START Provided records

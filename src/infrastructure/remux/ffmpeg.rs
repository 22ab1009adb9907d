//! FFmpeg stream-copy remuxer

use std::path::{Path, PathBuf};
use std::process::Stdio;
use std::time::Duration as StdDuration;

use async_trait::async_trait;
use tokio::process::Command;
use tokio::time::timeout;
use tracing::{debug, warn};

use crate::application::ports::{RemuxError, Remuxer};

/// Wraps a raw H.264 stream into MP4 without re-encoding
pub struct FfmpegRemuxer {
    program: Option<PathBuf>,
    limit: StdDuration,
}

impl FfmpegRemuxer {
    /// `program` is `None` when ffmpeg was not found at startup
    pub fn new(program: Option<PathBuf>, limit: StdDuration) -> Self {
        Self { program, limit }
    }

    fn build_args(raw: &Path, target: &Path, fps: u32) -> Vec<String> {
        vec![
            "-y".to_string(),
            "-hide_banner".to_string(),
            "-loglevel".to_string(),
            "error".to_string(),
            "-r".to_string(),
            fps.max(1).to_string(),
            "-i".to_string(),
            raw.to_string_lossy().to_string(),
            "-c".to_string(),
            "copy".to_string(),
            target.to_string_lossy().to_string(),
        ]
    }
}

#[async_trait]
impl Remuxer for FfmpegRemuxer {
    fn is_available(&self) -> bool {
        self.program.is_some()
    }

    async fn remux(&self, raw: &Path, target: &Path, fps: u32) -> Result<(), RemuxError> {
        let program = self.program.as_ref().ok_or(RemuxError::Unavailable)?;
        let args = Self::build_args(raw, target, fps);
        debug!(program = %program.display(), ?args, "remuxing");

        let child = Command::new(program)
            .args(&args)
            .stdin(Stdio::null())
            .stdout(Stdio::null())
            .stderr(Stdio::piped())
            .kill_on_drop(true)
            .spawn()
            .map_err(|e| RemuxError::Failed(e.to_string()))?;

        let output = match timeout(self.limit, child.wait_with_output()).await {
            Ok(result) => result.map_err(|e| RemuxError::Failed(e.to_string()))?,
            Err(_) => {
                warn!(raw = %raw.display(), "remux timed out");
                return Err(RemuxError::TimedOut(self.limit.as_secs()));
            }
        };

        if output.status.success() {
            Ok(())
        } else {
            let stderr = String::from_utf8_lossy(&output.stderr);
            let reason = stderr
                .lines()
                .rev()
                .find(|l| !l.trim().is_empty())
                .map(|l| l.trim().to_string())
                .unwrap_or_else(|| format!("exited with {}", output.status));
            Err(RemuxError::Failed(reason))
        }
    }
}
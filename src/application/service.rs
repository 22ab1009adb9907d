//! Camera service: the explicit state handed to the boundary layer

use std::collections::BTreeMap;
use std::path::{Path, PathBuf};
use std::sync::Arc;

use serde::{Deserialize, Serialize};
use tokio::fs;

use crate::domain::backend::BackendCapabilities;
use crate::domain::media::secure_join;
use crate::domain::recording::{CaptureRequest, RecordingState, RecordingStatus};

use super::capture::{CapturedPhoto, PhotoCapture};
use super::controller::{RecordingController, StartedRecording, StoppedRecording};
use super::error::CameraError;
use super::ports::{CameraBackend, MediaStorage, Remuxer, StatusBroadcaster};

/// Storage part of a health report
#[derive(Debug, Clone, PartialEq, Eq, Serialize, Deserialize)]
pub struct StorageHealth {
    pub available: bool,
    pub removable: bool,
    pub photos: Option<PathBuf>,
    pub videos: Option<PathBuf>,
    pub error: Option<String>,
}

/// Health report for monitoring
#[derive(Debug, Clone, PartialEq, Eq, Serialize, Deserialize)]
pub struct HealthReport {
    pub backends: BTreeMap<String, bool>,
    pub storage: StorageHealth,
    pub state: RecordingState,
}

/// A stored photo or recording
#[derive(Debug, Clone, PartialEq, Eq, Serialize, Deserialize)]
pub struct MediaFile {
    pub file: PathBuf,
    pub size: u64,
}

/// Everything the request layer needs, created once at startup
pub struct CameraService {
    capabilities: BackendCapabilities,
    controller: RecordingController,
    photos: PhotoCapture,
    storage: Arc<dyn MediaStorage>,
    // Photos and recording starts contend for the same device
    camera: tokio::sync::Mutex<()>,
}

impl CameraService {
    /// `backends` must be ordered by priority
    pub fn new(
        capabilities: BackendCapabilities,
        backends: Vec<Arc<dyn CameraBackend>>,
        storage: Arc<dyn MediaStorage>,
        remuxer: Arc<dyn Remuxer>,
        broadcaster: Arc<dyn StatusBroadcaster>,
        fps: u32,
    ) -> Self {
        let controller = RecordingController::new(
            backends.clone(),
            Arc::clone(&storage),
            remuxer,
            Arc::clone(&broadcaster),
            fps,
        );
        let photos = PhotoCapture::new(backends, Arc::clone(&storage), broadcaster);
        Self {
            capabilities,
            controller,
            photos,
            storage,
            camera: tokio::sync::Mutex::new(()),
        }
    }

    pub fn capabilities(&self) -> &BackendCapabilities {
        &self.capabilities
    }

    /// Validate raw boundary input and start a recording
    pub async fn start_recording(
        &self,
        basename: Option<&str>,
        duration_secs: Option<i64>,
    ) -> Result<StartedRecording, CameraError> {
        let request = CaptureRequest::new(basename, duration_secs)?;
        let _camera = self.camera.lock().await;
        self.controller.start(request).await
    }

    pub async fn stop_recording(&self) -> Result<StoppedRecording, CameraError> {
        self.controller.stop().await
    }

    pub fn status(&self) -> RecordingStatus {
        self.controller.status()
    }

    /// Capture a still. Refused while a recording holds the camera.
    pub async fn capture_photo(&self, filename: Option<&str>) -> Result<CapturedPhoto, CameraError> {
        let _camera = self.camera.lock().await;
        if !self.controller.is_idle() {
            return Err(CameraError::AlreadyRecording);
        }
        self.photos.capture(filename).await
    }

    pub async fn health(&self) -> HealthReport {
        let storage = match self.storage.media_root().await {
            Ok(root) => StorageHealth {
                available: true,
                removable: root.removable,
                photos: Some(root.photos),
                videos: Some(root.videos),
                error: None,
            },
            Err(e) => StorageHealth {
                available: false,
                removable: false,
                photos: None,
                videos: None,
                error: Some(e.to_string()),
            },
        };

        HealthReport {
            backends: self
                .capabilities
                .summary()
                .into_iter()
                .map(|(name, available)| (name.to_string(), available))
                .collect(),
            storage,
            state: self.controller.status().state,
        }
    }

    /// Find a stored file by name under the current media root, videos
    /// first. Names may include subdirectories but never leave the root.
    pub async fn locate_media(&self, name: &str) -> Result<MediaFile, CameraError> {
        let root = self
            .storage
            .media_root()
            .await
            .map_err(|e| CameraError::MediaNotFound(format!("{} ({})", name, e)))?;

        let mut dirs = vec![root.videos];
        if !dirs.contains(&root.photos) {
            dirs.push(root.photos);
        }
        for dir in &dirs {
            let candidate = secure_join(dir, name)?;
            if let Some(size) = regular_file_within(dir, &candidate).await {
                return Ok(MediaFile {
                    file: candidate,
                    size,
                });
            }
        }
        Err(CameraError::MediaNotFound(name.to_string()))
    }

    pub async fn shutdown(&self) -> Option<StoppedRecording> {
        self.controller.shutdown().await
    }
}

/// Size of `path` if it is a regular file whose real location (symlinks
/// resolved) is still inside `dir`
async fn regular_file_within(dir: &Path, path: &Path) -> Option<u64> {
    let real_dir = fs::canonicalize(dir).await.ok()?;
    let real = fs::canonicalize(path).await.ok()?;
    if !real.starts_with(&real_dir) {
        return None;
    }
    let meta = fs::metadata(&real).await.ok()?;
    meta.is_file().then(|| meta.len())
}

#[cfg(test)]
mod tests {
    use super::*;
    use crate::application::ports::{
        BackendError, BroadcastError, MediaRoot, RecorderEvent, RecordingHandle, RemuxError,
        StopMethod, StorageError, TeardownReport,
    };
    use crate::domain::backend::BackendKind;
    use async_trait::async_trait;
    use std::path::Path;
    use tempfile::TempDir;
    use tokio::fs;

    struct Pattern;
    struct PatternHandle;

    #[async_trait]
    impl RecordingHandle for PatternHandle {
        fn kind(&self) -> BackendKind {
            BackendKind::Software
        }

        fn is_alive(&mut self) -> bool {
            true
        }

        async fn teardown(&mut self) -> TeardownReport {
            TeardownReport::clean(StopMethod::Joined)
        }
    }

    #[async_trait]
    impl CameraBackend for Pattern {
        fn kind(&self) -> BackendKind {
            BackendKind::Software
        }

        async fn start_recording(
            &self,
            raw_path: &Path,
        ) -> Result<Box<dyn RecordingHandle>, BackendError> {
            fs::write(raw_path, b"frames").await.unwrap();
            Ok(Box::new(PatternHandle))
        }

        async fn capture_still(&self, output: &Path) -> Result<(), BackendError> {
            fs::write(output, b"jpeg").await.unwrap();
            Ok(())
        }
    }

    struct DirStorage(PathBuf);

    #[async_trait]
    impl MediaStorage for DirStorage {
        async fn media_root(&self) -> Result<MediaRoot, StorageError> {
            Ok(MediaRoot {
                photos: self.0.join("photos"),
                videos: self.0.clone(),
                removable: false,
            })
        }

        async fn sync(&self) {}
    }

    struct NoRemux;

    #[async_trait]
    impl Remuxer for NoRemux {
        fn is_available(&self) -> bool {
            false
        }

        async fn remux(&self, _raw: &Path, _target: &Path, _fps: u32) -> Result<(), RemuxError> {
            Err(RemuxError::Unavailable)
        }
    }

    struct Silent;

    impl StatusBroadcaster for Silent {
        fn publish(&self, _event: RecorderEvent) -> Result<(), BroadcastError> {
            Ok(())
        }
    }

    fn service(dir: &TempDir) -> CameraService {
        std::fs::create_dir_all(dir.path().join("photos")).unwrap();
        let caps = BackendCapabilities {
            software: true,
            ..BackendCapabilities::none()
        };
        CameraService::new(
            caps,
            vec![Arc::new(Pattern)],
            Arc::new(DirStorage(dir.path().to_path_buf())),
            Arc::new(NoRemux),
            Arc::new(Silent),
            10,
        )
    }

    #[tokio::test]
    async fn invalid_duration_is_rejected_before_start() {
        let dir = TempDir::new().unwrap();
        let service = service(&dir);
        for bad in [0, -5] {
            let err = service.start_recording(None, Some(bad)).await.unwrap_err();
            assert_eq!(err.kind(), "invalid_request");
        }
        assert!(!service.status().recording);
    }

    #[tokio::test]
    async fn photo_refused_while_recording() {
        let dir = TempDir::new().unwrap();
        let service = service(&dir);
        service.start_recording(Some("demo"), None).await.unwrap();

        let err = service.capture_photo(None).await.unwrap_err();
        assert!(matches!(err, CameraError::AlreadyRecording));

        service.stop_recording().await.unwrap();
        let photo = service.capture_photo(Some("after")).await.unwrap();
        assert_eq!(photo.file, dir.path().join("photos").join("after.jpg"));
    }

    #[tokio::test]
    async fn health_lists_backends_and_storage() {
        let dir = TempDir::new().unwrap();
        let service = service(&dir);
        let health = service.health().await;

        assert_eq!(health.backends.get("software"), Some(&true));
        assert_eq!(health.backends.get("v4l2"), Some(&false));
        assert_eq!(health.backends.len(), 4);
        assert!(health.storage.available);
        assert_eq!(health.state, RecordingState::Idle);
    }

    #[tokio::test]
    async fn media_is_found_in_videos_then_photos() {
        let dir = TempDir::new().unwrap();
        let service = service(&dir);
        service.start_recording(Some("clip"), None).await.unwrap();
        service.stop_recording().await.unwrap();
        service.capture_photo(Some("still.png")).await.unwrap();

        let video = service.locate_media("clip.mjpeg").await.unwrap();
        assert_eq!(video.file, dir.path().join("clip.mjpeg"));
        assert_eq!(video.size, 6);

        let photo = service.locate_media("still.png").await.unwrap();
        assert_eq!(photo.file, dir.path().join("photos").join("still.png"));
        assert_eq!(photo.size, 4);
    }

    #[tokio::test]
    async fn media_lookup_rejects_escapes_and_misses() {
        let dir = TempDir::new().unwrap();
        let service = service(&dir);

        let err = service.locate_media("../etc/passwd").await.unwrap_err();
        assert_eq!(err.kind(), "invalid_request");

        let err = service.locate_media("photos").await.unwrap_err();
        assert_eq!(err.kind(), "not_found");

        let err = service.locate_media("missing.mp4").await.unwrap_err();
        assert!(matches!(err, CameraError::MediaNotFound(ref name) if name == "missing.mp4"));
    }

    #[cfg(unix)]
    #[tokio::test]
    async fn media_symlink_out_of_root_is_not_served() {
        let dir = TempDir::new().unwrap();
        let outside = TempDir::new().unwrap();
        std::fs::write(outside.path().join("secret"), b"x").unwrap();
        std::os::unix::fs::symlink(outside.path().join("secret"), dir.path().join("link.mp4"))
            .unwrap();

        let service = service(&dir);
        let err = service.locate_media("link.mp4").await.unwrap_err();
        assert_eq!(err.kind(), "not_found");
    }
}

END Provided records

**Task brief**:
When a line of the records holds the word "reason", copy that line.

**Answer section**:
            let reason = stderr
            Err(RemuxError::Failed(reason))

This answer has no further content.